Assigned task:
Starting with the first line below, reproduce each line exactly until you have included the one bearing "pub struct InMemoryContent".

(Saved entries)
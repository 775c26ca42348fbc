use std::collections::{BTreeMap, HashMap};

use serde::{Deserialize, Serialize};

use crate::error::CoreResult;
use crate::geometry::TilePos;
use crate::grid::{Grid, Layer, Tile, TileRef};
use crate::properties::PropertyMap;
use crate::tilesheet::Tilesheet;

/// Resolves map assets by name.
///
/// Map loading is an outside concern; locations only ask for a fresh grid when
/// their asset changes or a patch names one.
pub trait ContentSource {
    /// Load a fresh copy of the named map, or `None` if it does not exist.
    fn load_map(&self, asset: &str) -> Option<Grid>;
}

/// Content source backed by grids held in memory.
#[derive(Debug, Clone, Default)]
pub struct InMemoryContent {
    maps: HashMap<String, Grid>,
}

impl InMemoryContent {
    /// An empty source.
    pub fn new() -> Self {
        Self::default()
    }

    /// Register or replace a map.
    pub fn insert(&mut self, asset: impl Into<String>, grid: Grid) {
        self.maps.insert(asset.into(), grid);
    }

    /// Builder form of [`InMemoryContent::insert`].
    pub fn with_map(mut self, asset: impl Into<String>, grid: Grid) -> Self {
        self.insert(asset, grid);
        self
    }

    /// Number of registered maps.
    pub fn len(&self) -> usize {
        self.maps.len()
    }

    /// Whether no maps are registered.
    pub fn is_empty(&self) -> bool {
        self.maps.is_empty()
    }
}

impl ContentSource for InMemoryContent {
    fn load_map(&self, asset: &str) -> Option<Grid> {
        self.maps.get(asset).cloned()
    }
}

/// One authored tile in a [`MapDocument`].
#[derive(Debug, Clone, PartialEq, Serialize, Deserialize)]
pub struct DocumentTile {
    /// Column.
    pub x: i32,
    /// Row.
    pub y: i32,
    /// Tilesheet id.
    pub sheet: String,
    /// Index on the sheet.
    pub index: u32,
    /// Extra frame indices on the same sheet. Non-empty means animated.
    #[serde(default, skip_serializing_if = "Vec::is_empty")]
    pub frames: Vec<u32>,
    /// Frame interval for animated tiles.
    #[serde(default, skip_serializing_if = "Option::is_none")]
    pub interval_ms: Option<u32>,
    /// Tile properties.
    #[serde(default, skip_serializing_if = "BTreeMap::is_empty")]
    pub properties: PropertyMap,
}

/// One authored layer in a [`MapDocument`].
#[derive(Debug, Clone, PartialEq, Serialize, Deserialize)]
pub struct DocumentLayer {
    /// Layer id, e.g. `Back`.
    pub id: String,
    /// Tile stamped on every cell before `tiles` are applied.
    #[serde(default, skip_serializing_if = "Option::is_none")]
    pub fill: Option<TileRef>,
    /// Sparse tiles stamped after the fill.
    #[serde(default)]
    pub tiles: Vec<DocumentTile>,
}

/// JSON form of a map: extent, tilesheets and sparse layers.
#[derive(Debug, Clone, PartialEq, Serialize, Deserialize)]
pub struct MapDocument {
    /// Width in tiles.
    pub width: u32,
    /// Height in tiles.
    pub height: u32,
    /// Declared tilesheets.
    #[serde(default)]
    pub tilesheets: Vec<Tilesheet>,
    /// Layers in draw order.
    #[serde(default)]
    pub layers: Vec<DocumentLayer>,
}

const DEFAULT_FRAME_INTERVAL_MS: u32 = 250;

impl MapDocument {
    /// Parse a document from JSON.
    pub fn from_json_str(json: &str) -> CoreResult<Self> {
        Ok(serde_json::from_str(json)?)
    }

    /// Build a grid. Tiles that reference unknown sheets or fall outside the
    /// extent are skipped with a warning.
    pub fn into_grid(&self) -> CoreResult<Grid> {
        let mut grid = Grid::new(self.width, self.height);
        for sheet in &self.tilesheets {
            grid.sheets.add(sheet.clone())?;
        }
        for doc_layer in &self.layers {
            let mut layer = Layer::new(&doc_layer.id, self.width, self.height);
            if let Some(fill) = &doc_layer.fill {
                if grid.sheets.contains(&fill.sheet) {
                    for pos in grid.positions() {
                        layer.set(pos, Some(Tile::new(&fill.sheet, fill.index)));
                    }
                } else {
                    tracing::warn!(layer = %doc_layer.id, sheet = %fill.sheet, "fill_references_unknown_sheet");
                }
            }
            for doc_tile in &doc_layer.tiles {
                if !grid.sheets.contains(&doc_tile.sheet) {
                    tracing::warn!(
                        layer = %doc_layer.id,
                        sheet = %doc_tile.sheet,
                        x = doc_tile.x,
                        y = doc_tile.y,
                        "tile_references_unknown_sheet"
                    );
                    continue;
                }
                let pos = TilePos::new(doc_tile.x, doc_tile.y);
                if !layer.set(pos, Some(doc_tile.to_tile())) {
                    tracing::warn!(layer = %doc_layer.id, %pos, "tile_outside_map");
                }
            }
            grid.add_layer(layer);
        }
        Ok(grid)
    }

    /// Describe a grid as a document. Only set cells are listed.
    pub fn from_grid(grid: &Grid) -> Self {
        let layers = grid
            .layers()
            .iter()
            .map(|layer| DocumentLayer {
                id: layer.id.clone(),
                fill: None,
                tiles: layer
                    .iter()
                    .filter_map(|(pos, tile)| DocumentTile::from_tile(pos, tile))
                    .collect(),
            })
            .collect();
        Self {
            width: grid.width(),
            height: grid.height(),
            tilesheets: grid.sheets.iter().cloned().collect(),
            layers,
        }
    }
}

impl DocumentTile {
    fn to_tile(&self) -> Tile {
        let mut tile = if self.frames.is_empty() {
            Tile::new(&self.sheet, self.index)
        } else {
            let frames = std::iter::once(self.index)
                .chain(self.frames.iter().copied())
                .map(|i| TileRef::new(&self.sheet, i))
                .collect();
            Tile::animated(frames, self.interval_ms.unwrap_or(DEFAULT_FRAME_INTERVAL_MS))
        };
        tile.properties = self.properties.clone();
        tile
    }

    fn from_tile(pos: TilePos, tile: &Tile) -> Option<Self> {
        let primary = tile.graphic.primary()?;
        let (frames, interval_ms) = match &tile.graphic {
            crate::grid::TileGraphic::Static(_) => (Vec::new(), None),
            crate::grid::TileGraphic::Animated { frames, interval_ms } => (
                frames.iter().skip(1).map(|r| r.index).collect(),
                Some(*interval_ms),
            ),
        };
        Some(Self {
            x: pos.x,
            y: pos.y,
            sheet: primary.sheet.clone(),
            index: primary.index,
            frames,
            interval_ms,
            properties: tile.properties.clone(),
        })
    }
}

#[cfg(test)]
mod tests {
    use super::*;
    use crate::properties::layer;

    const DOC: &str = r#"{
        "width": 3,
        "height": 2,
        "tilesheets": [
            {"id": "out", "image_source": "Maps/outdoors", "columns": 4, "rows": 4,
             "tile_properties": {"1": {"Diggable": "T"}}}
        ],
        "layers": [
            {"id": "Back", "fill": {"sheet": "out", "index": 1},
             "tiles": [
                {"x": 2, "y": 1, "sheet": "out", "index": 0, "properties": {"Water": "T"}},
                {"x": 0, "y": 0, "sheet": "ghost", "index": 0},
                {"x": 9, "y": 9, "sheet": "out", "index": 0}
             ]},
            {"id": "Buildings", "tiles": [
                {"x": 1, "y": 0, "sheet": "out", "index": 5, "frames": [6, 7]}
            ]}
        ]
    }"#;

    #[test]
    fn document_builds_grid_and_skips_bad_tiles() {
        let grid = MapDocument::from_json_str(DOC).unwrap().into_grid().unwrap();
        assert_eq!((grid.width(), grid.height()), (3, 2));
        assert!(grid.is_diggable(TilePos::new(0, 0)));
        assert!(grid.is_water(TilePos::new(2, 1)));
        assert!(!grid.is_diggable(TilePos::new(2, 1)));
        let animated = grid.tile(layer::BUILDINGS, TilePos::new(1, 0)).unwrap();
        assert_eq!(animated.graphic.refs().len(), 3);
    }

    #[test]
    fn malformed_json_is_an_error() {
        assert!(MapDocument::from_json_str("{ nope").is_err());
    }

    #[test]
    fn grid_round_trips_through_document() {
        let grid = MapDocument::from_json_str(DOC).unwrap().into_grid().unwrap();
        let again = MapDocument::from_grid(&grid).into_grid().unwrap();
        assert_eq!(grid.indices(layer::BACK), again.indices(layer::BACK));
        assert_eq!(grid.indices(layer::BUILDINGS), again.indices(layer::BUILDINGS));
    }

    #[test]
    fn in_memory_content_returns_copies() {
        let content = InMemoryContent::new().with_map("Maps/Farm", Grid::new(2, 2));
        assert!(content.load_map("Maps/Farm").is_some());
        assert!(content.load_map("Maps/Town").is_none());
    }
}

Response:
repository 775c26ca42348fbc
use std::collections::{BTreeMap, HashMap};

use serde::{Deserialize, Serialize};

use crate::error::CoreResult;
use crate::geometry::TilePos;
use crate::grid::{Grid, Layer, Tile, TileRef};
use crate::properties::PropertyMap;
use crate::tilesheet::Tilesheet;

/// Resolves map assets by name.
///
/// Map loading is an outside concern; locations only ask for a fresh grid when
/// their asset changes or a patch names one.
pub trait ContentSource {
    /// Load a fresh copy of the named map, or `None` if it does not exist.
    fn load_map(&self, asset: &str) -> Option<Grid>;
}

/// Content source backed by grids held in memory.
#[derive(Debug, Clone, Default)]
pub struct InMemoryContent {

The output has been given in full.